__TASK BRIEF__: Using the records below, locate all lines containing "true" and return them.

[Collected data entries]
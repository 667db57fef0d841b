use super::app::{App, Focus};
use moviedesk::{EMPTY_LIST, MovieApi, Status};
use ratatui::{
    Frame,
    layout::{Alignment, Constraint, Direction, Layout, Rect},
    style::{Color, Modifier, Style},
    text::{Line, Span},
    widgets::{Block, Borders, Clear, List, ListItem, ListState, Paragraph, Wrap},
};

pub fn draw<A: MovieApi>(f: &mut Frame, app: &mut App<A>) {
    let chunks = Layout::default()
        .direction(Direction::Vertical)
        .constraints([
            Constraint::Length(3), // Header with stats
            Constraint::Min(10),   // Form | list
            Constraint::Length(1), // Key help
        ])
        .split(f.area());

    draw_header(f, app, chunks[0]);

    let body = Layout::default()
        .direction(Direction::Horizontal)
        .constraints([Constraint::Percentage(40), Constraint::Percentage(60)])
        .split(chunks[1]);

    let genre_rect = draw_form(f, app, body[0]);
    draw_movies(f, app, body[1]);
    draw_help(f, app, chunks[2]);

    if app.popup_open && !app.suggestions.is_empty() {
        draw_suggestions(f, app, genre_rect);
    }

    if let Some(id) = app.controller.pending_delete() {
        let title = app
            .controller
            .find(id)
            .map(|movie| movie.title.clone())
            .unwrap_or_else(|| format!("#{}", id));
        draw_confirm_delete(f, &title);
    }
}

fn draw_header<A: MovieApi>(f: &mut Frame, app: &App<A>, area: Rect) {
    let stats = app.controller.stats();
    let line = Line::from(vec![
        Span::styled(
            " Movies CRUD ",
            Style::default()
                .fg(Color::Cyan)
                .add_modifier(Modifier::BOLD),
        ),
        Span::raw("   Movies: "),
        Span::styled(
            stats.count.to_string(),
            Style::default().add_modifier(Modifier::BOLD),
        ),
        Span::raw("   Avg rating: "),
        Span::styled(
            stats.average_label(),
            Style::default().add_modifier(Modifier::BOLD),
        ),
    ]);

    f.render_widget(
        Paragraph::new(line).block(Block::default().borders(Borders::ALL)),
        area,
    );
}

/// Returns the genre input area, where the suggestion popup anchors
fn draw_form<A: MovieApi>(f: &mut Frame, app: &App<A>, area: Rect) -> Rect {
    let mode = app.controller.mode();
    let border = if mode.is_editing() {
        Style::default().fg(Color::Yellow)
    } else {
        Style::default()
    };
    let block = Block::default()
        .borders(Borders::ALL)
        .border_style(border)
        .title(format!(" {} ", mode.heading()));
    let inner = block.inner(area);
    f.render_widget(block, area);

    let rows = Layout::default()
        .direction(Direction::Vertical)
        .constraints([
            Constraint::Length(1), // Edit badge
            Constraint::Length(3), // Title
            Constraint::Length(3), // Year
            Constraint::Length(3), // Genre
            Constraint::Length(3), // Rating
            Constraint::Length(1), // Buttons
            Constraint::Min(1),    // Status
        ])
        .split(inner);

    if let Some(id) = mode.editing_id() {
        f.render_widget(
            Paragraph::new(Span::styled(
                format!(" Editing #{} ", id),
                Style::default()
                    .fg(Color::Black)
                    .bg(Color::Yellow)
                    .add_modifier(Modifier::BOLD),
            )),
            rows[0],
        );
    }

    for (idx, input) in app.inputs.iter().enumerate() {
        f.render_widget(input, rows[idx + 1]);
    }

    let buttons = Line::from(vec![
        Span::styled("[Ctrl+S] ", Style::default().fg(Color::DarkGray)),
        Span::styled(
            mode.submit_label(),
            Style::default().add_modifier(Modifier::BOLD),
        ),
        Span::styled("   [Ctrl+R] ", Style::default().fg(Color::DarkGray)),
        Span::raw(mode.reset_label()),
    ]);
    f.render_widget(Paragraph::new(buttons), rows[5]);

    if let Some(status) = app.controller.status() {
        f.render_widget(
            Paragraph::new(Span::styled(status.to_string(), status_style(status)))
                .wrap(Wrap { trim: true }),
            rows[6],
        );
    }

    rows[3]
}

fn status_style(status: &Status) -> Style {
    if status.is_error() {
        Style::default().fg(Color::Red)
    } else {
        Style::default().fg(Color::Yellow)
    }
}

fn draw_movies<A: MovieApi>(f: &mut Frame, app: &mut App<A>, area: Rect) {
    let rows = Layout::default()
        .direction(Direction::Vertical)
        .constraints([Constraint::Length(3), Constraint::Min(1)])
        .split(area);

    let filters = Layout::default()
        .direction(Direction::Horizontal)
        .constraints([
            Constraint::Percentage(50),
            Constraint::Percentage(25),
            Constraint::Percentage(25),
        ])
        .split(rows[0]);

    f.render_widget(&app.search, filters[0]);

    let selector = |title: &str, value: String| {
        Paragraph::new(value).block(
            Block::default()
                .borders(Borders::ALL)
                .title(format!(" {} ", title)),
        )
    };
    let current = app.controller.filters();
    f.render_widget(selector("Genre [g]", current.genre.to_string()), filters[1]);
    f.render_widget(selector("Sort [s]", current.sort.to_string()), filters[2]);

    let border = if app.focus == Focus::List {
        Style::default().fg(Color::Cyan)
    } else {
        Style::default()
    };
    let block = Block::default()
        .borders(Borders::ALL)
        .border_style(border)
        .title(" Movies ");

    let visible = app.controller.visible();
    if visible.is_empty() {
        f.render_widget(
            Paragraph::new(EMPTY_LIST)
                .style(Style::default().fg(Color::DarkGray))
                .wrap(Wrap { trim: true })
                .block(block),
            rows[1],
        );
        return;
    }

    let items: Vec<ListItem> = visible
        .iter()
        .map(|movie| {
            ListItem::new(Line::from(vec![
                Span::styled(
                    movie.title.clone(),
                    Style::default().add_modifier(Modifier::BOLD),
                ),
                Span::styled(
                    format!(" ({})", movie.year),
                    Style::default().fg(Color::DarkGray),
                ),
                Span::raw("  "),
                Span::styled(
                    format!(" {} ", movie.genre),
                    Style::default().bg(Color::DarkGray),
                ),
                Span::raw(format!("  ★ {}", movie.rating_label())),
            ]))
        })
        .collect();

    let list = List::new(items)
        .block(block)
        .highlight_style(Style::default().add_modifier(Modifier::REVERSED))
        .highlight_symbol(">> ");

    f.render_stateful_widget(list, rows[1], &mut app.list_state);
}

fn draw_help<A: MovieApi>(f: &mut Frame, app: &App<A>, area: Rect) {
    let help = match app.focus {
        Focus::List => "↑/↓ select  e edit  d delete  g genre  s sort  r refresh  Tab focus  Esc quit",
        _ => "Tab focus  Ctrl+S submit  Ctrl+R clear/cancel  F5 refresh  Esc quit",
    };
    f.render_widget(
        Paragraph::new(help).style(Style::default().fg(Color::DarkGray)),
        area,
    );
}

fn draw_suggestions<A: MovieApi>(f: &mut Frame, app: &App<A>, anchor: Rect) {
    let width = 30.min(f.area().width);
    let height = (app.suggestions.len() as u16 + 2).min(7);

    let area = Rect::new(
        (anchor.x + 1).min(f.area().width.saturating_sub(width)),
        (anchor.y + anchor.height).min(f.area().height.saturating_sub(height)),
        width,
        height.min(f.area().height),
    );

    f.render_widget(Clear, area); // Clear underlying text

    let items: Vec<ListItem> = app
        .suggestions
        .iter()
        .map(|s| ListItem::new(s.as_str()))
        .collect();

    let mut state = ListState::default();
    state.select(Some(app.suggestion_index));

    let list = List::new(items)
        .block(Block::default().borders(Borders::ALL).title("Genres"))
        .highlight_style(Style::default().add_modifier(Modifier::REVERSED))
        .highlight_symbol(">> ");

    f.render_stateful_widget(list, area, &mut state);
}

fn draw_confirm_delete(f: &mut Frame, title: &str) {
    let area = centered(f.area(), 44, 5);
    f.render_widget(Clear, area);

    let text = vec![
        Line::from(format!("Delete \"{}\"?", title)),
        Line::from(Span::styled(
            "y: delete   n: keep",
            Style::default().fg(Color::DarkGray),
        )),
    ];
    f.render_widget(
        Paragraph::new(text).alignment(Alignment::Center).block(
            Block::default()
                .borders(Borders::ALL)
                .border_style(Style::default().fg(Color::Red))
                .title(" Delete this movie? "),
        ),
        area,
    );
}

fn centered(outer: Rect, width: u16, height: u16) -> Rect {
    let width = width.min(outer.width);
    let height = height.min(outer.height);
    Rect::new(
        outer.x + (outer.width - width) / 2,
        outer.y + (outer.height - height) / 2,
        width,
        height,
    )
}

__OUTPUT BELOW__:
                .wrap(Wrap { trim: true }),
                .wrap(Wrap { trim: true })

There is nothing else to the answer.